Scabious, cricket and fludidity

Various forms of scabious grow in the wild. This is a cultivated variety which is flourishing in our garden this summer.  Scabiosa Chile Black says the label from the nursery.

Paul the gardener across the road follows cricket. Before England lost three wickets this morning in the space of 12 balls, he predicts a five-nil series win for England. He may still be be right. Cricket and fine weather go together in my memory. I find myself checking the score automatically when I am not listening to the commentary. I can't bring myself to subscribe to Sky in order to watch it on TV. So I have to rely on steam radio. To think that we could watch it on the BBC before Murdoch snatched the contract.
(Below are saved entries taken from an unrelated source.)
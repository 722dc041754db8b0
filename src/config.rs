//! Configuration types for listen-harvest

use crate::error::{Error, Result};
use serde::{Deserialize, Serialize};
use std::time::Duration;

/// Largest number of ids the audio-features endpoint accepts per request
pub const MAX_BATCH_SIZE: usize = 100;

/// HTTP client configuration (endpoint, identification, status policy)
///
/// Used as a nested sub-config within [`Config`].
#[derive(Clone, Debug, Serialize, Deserialize)]
pub struct ApiConfig {
    /// Base endpoint every relative path is joined to (default: "https://api.spotify.com/v1")
    #[serde(default = "default_base_url")]
    pub base_url: String,

    /// User-Agent header sent with every request
    #[serde(default = "default_user_agent")]
    pub user_agent: String,

    /// Per-request timeout (None = wait for the server indefinitely)
    #[serde(default, with = "optional_duration_serde")]
    pub request_timeout: Option<Duration>,

    /// Fail on any non-2xx response other than 429 (default: true)
    ///
    /// Page walking and list fetching always check status regardless of this flag;
    /// it only affects direct [`crate::client::ApiClient::fetch`] calls that do not
    /// override it.
    #[serde(default = "default_true")]
    pub strict_status: bool,
}

impl Default for ApiConfig {
    fn default() -> Self {
        Self {
            base_url: default_base_url(),
            user_agent: default_user_agent(),
            request_timeout: None,
            strict_status: true,
        }
    }
}

/// Pipeline behavior configuration
#[derive(Clone, Debug, Serialize, Deserialize)]
pub struct PipelineConfig {
    /// Number of tracks per audio-features lookup (default: 100, max: 100)
    #[serde(default = "default_batch_size")]
    pub batch_size: usize,

    /// Attach the token owner's profile to every record under `user` (default: false)
    #[serde(default)]
    pub attach_user: bool,
}

impl Default for PipelineConfig {
    fn default() -> Self {
        Self {
            batch_size: default_batch_size(),
            attach_user: false,
        }
    }
}

/// Top-level configuration
///
/// # Example
///
/// ```
/// use listen_harvest::Config;
///
/// let config: Config = serde_json::from_str(r#"{"pipeline": {"attach_user": true}}"#).unwrap();
/// assert_eq!(config.pipeline.batch_size, 100);
/// assert!(config.pipeline.attach_user);
/// assert!(config.validate().is_ok());
/// ```
#[derive(Clone, Debug, Default, Serialize, Deserialize)]
pub struct Config {
    /// HTTP client settings
    #[serde(default)]
    pub api: ApiConfig,

    /// Pipeline settings
    #[serde(default)]
    pub pipeline: PipelineConfig,
}

impl Config {
    /// Check that every setting is usable
    ///
    /// # Errors
    /// Returns [`Error::Config`] naming the offending key.
    pub fn validate(&self) -> Result<()> {
        let base = url::Url::parse(&self.api.base_url).map_err(|e| Error::Config {
            message: format!("invalid base URL '{}': {}", self.api.base_url, e),
            key: Some("api.base_url".to_string()),
        })?;
        if !matches!(base.scheme(), "http" | "https") {
            return Err(Error::Config {
                message: format!("base URL must be http or https, got '{}'", base.scheme()),
                key: Some("api.base_url".to_string()),
            });
        }

        if self.pipeline.batch_size == 0 || self.pipeline.batch_size > MAX_BATCH_SIZE {
            return Err(Error::Config {
                message: format!(
                    "batch size must be between 1 and {}, got {}",
                    MAX_BATCH_SIZE, self.pipeline.batch_size
                ),
                key: Some("pipeline.batch_size".to_string()),
            });
        }

        if self.api.request_timeout == Some(Duration::ZERO) {
            return Err(Error::Config {
                message: "request timeout must be greater than zero".to_string(),
                key: Some("api.request_timeout".to_string()),
            });
        }

        Ok(())
    }
}

fn default_base_url() -> String {
    "https://api.spotify.com/v1".to_string()
}

fn default_user_agent() -> String {
    concat!("listen-harvest/", env!("CARGO_PKG_VERSION")).to_string()
}

fn default_batch_size() -> usize {
    MAX_BATCH_SIZE
}

fn default_true() -> bool {
    true
}

// Optional Duration serialization helper (whole seconds)
mod optional_duration_serde {
    use serde::{Deserialize, Deserializer, Serializer};
    use std::time::Duration;

    pub fn serialize<S>(duration: &Option<Duration>, serializer: S) -> Result<S::Ok, S::Error>
    where
        S: Serializer,
    {
        match duration {
            Some(d) => serializer.serialize_some(&d.as_secs()),
            None => serializer.serialize_none(),
        }
    }

    pub fn deserialize<'de, D>(deserializer: D) -> Result<Option<Duration>, D::Error>
    where
        D: Deserializer<'de>,
    {
        let secs = Option::<u64>::deserialize(deserializer)?;
        Ok(secs.map(Duration::from_secs))
    }
}

// unwrap/expect are acceptable in tests for concise failure-on-error assertions
#[allow(clippy::unwrap_used, clippy::expect_used)]
#[cfg(test)]
mod tests {
    use super::*;

    #[test]
    fn defaults_are_valid() {
        let config = Config::default();
        assert_eq!(config.api.base_url, "https://api.spotify.com/v1");
        assert!(config.api.strict_status);
        assert!(config.api.request_timeout.is_none());
        assert_eq!(config.pipeline.batch_size, 100);
        assert!(!config.pipeline.attach_user);
        config.validate().unwrap();
    }

    #[test]
    fn empty_json_uses_defaults() {
        let config: Config = serde_json::from_str("{}").unwrap();
        assert_eq!(config.pipeline.batch_size, 100);
        assert!(config.api.user_agent.starts_with("listen-harvest/"));
    }

    #[test]
    fn request_timeout_round_trips_as_seconds() {
        let config = ApiConfig {
            request_timeout: Some(Duration::from_secs(30)),
            ..ApiConfig::default()
        };

        let json = serde_json::to_value(&config).expect("serialize failed");
        assert_eq!(
            json["request_timeout"], 30,
            "optional_duration_serde must serialize Duration as integer seconds"
        );

        let back: ApiConfig = serde_json::from_value(json).unwrap();
        assert_eq!(back.request_timeout, Some(Duration::from_secs(30)));
    }

    #[test]
    fn zero_batch_size_is_rejected() {
        let mut config = Config::default();
        config.pipeline.batch_size = 0;

        match config.validate() {
            Err(Error::Config { key, .. }) => {
                assert_eq!(key.as_deref(), Some("pipeline.batch_size"))
            }
            other => panic!("expected config error, got {other:?}"),
        }
    }

    #[test]
    fn oversized_batch_is_rejected() {
        let mut config = Config::default();
        config.pipeline.batch_size = 101;
        assert!(config.validate().is_err());
    }

    #[test]
    fn non_http_base_url_is_rejected() {
        let mut config = Config::default();
        config.api.base_url = "ftp://api.example.com".to_string();

        match config.validate() {
            Err(Error::Config { key, .. }) => assert_eq!(key.as_deref(), Some("api.base_url")),
            other => panic!("expected config error, got {other:?}"),
        }
    }

    #[test]
    fn unparseable_base_url_is_rejected() {
        let mut config = Config::default();
        config.api.base_url = "not a url".to_string();
        assert!(config.validate().is_err());
    }
}
//! Track record normalization
//!
//! Track listings come in two shapes. Saved tracks and playlist entries are
//! wrapped: `{"added_at": ..., "track": {...}}`. Top tracks are bare track
//! objects carrying `"type": "track"`. [`normalize_tracks`] turns either into
//! the wrapped shape so later stages can always read `record["track"]`.
//!
//! The shape is decided from the first element alone and applied to the rest.

use futures::stream::{self, Stream, TryStreamExt};
use serde_json::{Map, Value};

use crate::error::{Error, Result};
use crate::types::{Record, TRACK_KEY};

#[derive(Clone, Copy, Debug, PartialEq, Eq)]
enum TrackShape {
    Wrapped,
    Bare,
}

impl TrackShape {
    fn detect(first: &Value) -> Result<Self> {
        let Value::Object(fields) = first else {
            return Err(Error::shape("expected a track object", first.clone()));
        };

        if fields.contains_key(TRACK_KEY) {
            return Ok(TrackShape::Wrapped);
        }

        match fields.get("type").and_then(Value::as_str) {
            Some("track") => Ok(TrackShape::Bare),
            _ => {
                tracing::error!(record = %first, "First record is neither wrapped nor a track");
                Err(Error::shape("expected a track object", first.clone()))
            }
        }
    }

    fn apply(self, item: Value) -> Result<Record> {
        match (self, item) {
            (TrackShape::Wrapped, Value::Object(fields)) => Ok(fields),
            (TrackShape::Bare, item @ Value::Object(_)) => {
                let mut wrapped = Map::with_capacity(1);
                wrapped.insert(TRACK_KEY.to_string(), item);
                Ok(wrapped)
            }
            (_, other) => Err(Error::shape("record is not a JSON object", other)),
        }
    }
}

/// Convert a stream of track records into the wrapped `{track: ...}` shape
///
/// Only the first element is inspected. If it has a `track` key the stream
/// passes through unchanged; if it is a bare track (`type == "track"`) every
/// element is wrapped as `{track: element}`. Anything else fails with
/// [`Error::Shape`] before a second element is pulled.
///
/// Order and count are preserved. An empty input gives an empty output.
pub fn normalize_tracks<S>(items: S) -> impl Stream<Item = Result<Record>>
where
    S: Stream<Item = Result<Value>>,
{
    let items = Box::pin(items);

    stream::try_unfold(
        (items, None::<TrackShape>),
        |(mut items, shape)| async move {
            let Some(item) = items.try_next().await? else {
                return Ok(None);
            };

            let shape = match shape {
                Some(shape) => shape,
                None => {
                    let detected = TrackShape::detect(&item)?;
                    tracing::debug!(shape = ?detected, "Detected track record shape");
                    detected
                }
            };

            let record = shape.apply(item)?;
            Ok(Some((record, (items, Some(shape)))))
        },
    )
}

// unwrap/expect are acceptable in tests for concise failure-on-error assertions
#[allow(clippy::unwrap_used, clippy::expect_used)]
#[cfg(test)]
mod tests {
    use super::*;
    use futures::StreamExt;
    use serde_json::json;
    use std::sync::Arc;
    use std::sync::atomic::{AtomicUsize, Ordering};

    fn source(values: Vec<Value>) -> impl Stream<Item = Result<Value>> {
        stream::iter(values.into_iter().map(Ok))
    }

    async fn normalize_all(values: Vec<Value>) -> Result<Vec<Value>> {
        normalize_tracks(source(values))
            .map_ok(Value::Object)
            .try_collect()
            .await
    }

    #[tokio::test]
    async fn wrapped_records_pass_through_unchanged() {
        let input = vec![
            json!({"added_at": "2020-01-01T00:00:00Z", "track": {"id": "a"}}),
            json!({"added_at": "2020-01-02T00:00:00Z", "track": {"id": "b"}}),
        ];
        let output = normalize_all(input.clone()).await.unwrap();
        assert_eq!(output, input);
    }

    #[tokio::test]
    async fn bare_tracks_are_wrapped() {
        let input = vec![
            json!({"id": "a", "type": "track", "name": "A"}),
            json!({"id": "b", "type": "track", "name": "B"}),
            json!({"id": "c", "type": "track", "name": "C"}),
        ];
        let output = normalize_all(input.clone()).await.unwrap();

        let expected: Vec<Value> = input.into_iter().map(|t| json!({"track": t})).collect();
        assert_eq!(output, expected);
    }

    #[tokio::test]
    async fn wrapped_record_without_added_at_stays_without_it() {
        let output = normalize_all(vec![json!({"track": {"id": "a"}})])
            .await
            .unwrap();
        assert_eq!(output, vec![json!({"track": {"id": "a"}})]);
        assert!(output[0].get("added_at").is_none());
    }

    #[tokio::test]
    async fn empty_input_gives_empty_output() {
        let output = normalize_all(vec![]).await.unwrap();
        assert!(output.is_empty());
    }

    #[tokio::test]
    async fn non_track_first_record_fails_before_pulling_more() {
        let pulled = Arc::new(AtomicUsize::new(0));
        let counter = pulled.clone();
        let input = source(vec![
            json!({"type": "artist", "name": "Somebody"}),
            json!({"type": "track", "id": "a"}),
            json!({"type": "track", "id": "b"}),
        ])
        .inspect(move |_| {
            counter.fetch_add(1, Ordering::SeqCst);
        });

        let results: Vec<Result<Record>> = normalize_tracks(input).collect().await;

        assert_eq!(results.len(), 1);
        match &results[0] {
            Err(Error::Shape { payload, .. }) => assert_eq!(payload["type"], "artist"),
            other => panic!("expected shape error, got {other:?}"),
        }
        assert_eq!(pulled.load(Ordering::SeqCst), 1);
    }

    #[tokio::test]
    async fn upstream_error_is_propagated() {
        let input = stream::iter(vec![
            Ok(json!({"track": {"id": "a"}})),
            Err(Error::shape("broken page", Value::Null)),
        ]);
        let results: Vec<Result<Record>> = normalize_tracks(input).collect().await;

        assert_eq!(results.len(), 2);
        assert!(results[0].is_ok());
        assert!(results[1].is_err());
    }

    #[tokio::test]
    async fn non_object_after_detection_is_rejected() {
        let err = normalize_all(vec![json!({"track": {"id": "a"}}), json!(42)])
            .await
            .unwrap_err();
        assert!(matches!(err, Error::Shape { .. }));
    }
}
I ask Andy the chiropractic  about McTimoney, the founder of the system which he follows. He tells me that McTimoney was an engineer before he became a chiropractic. Diagrams and models of the human skeleton dominate his practise room. It makes sense when you observe how bones and muscles are linked and work  together to facilitate movement and the desired fluidity of movement which unfortunately deserts us as we get holder. He ask me for a percentage assessment of any improvement I have felt in my stiff neck. Twenty percent I say, though now I revise it to 30 per cent.

1 comment:

Tom said...

Good to hear things are improving on the chiropractic-al front. On another subject, if we are to win the Ashes 5 - 0, I'd suggest we try another opener instead of Joe Root. He was much better down the order. But who would he replace? If he were good with the gloves, the current wicket-keeper could get his marching orders. Still, all things considered, changes of players and injuries (KP and SB) we're not doing badly. Fingers crossed.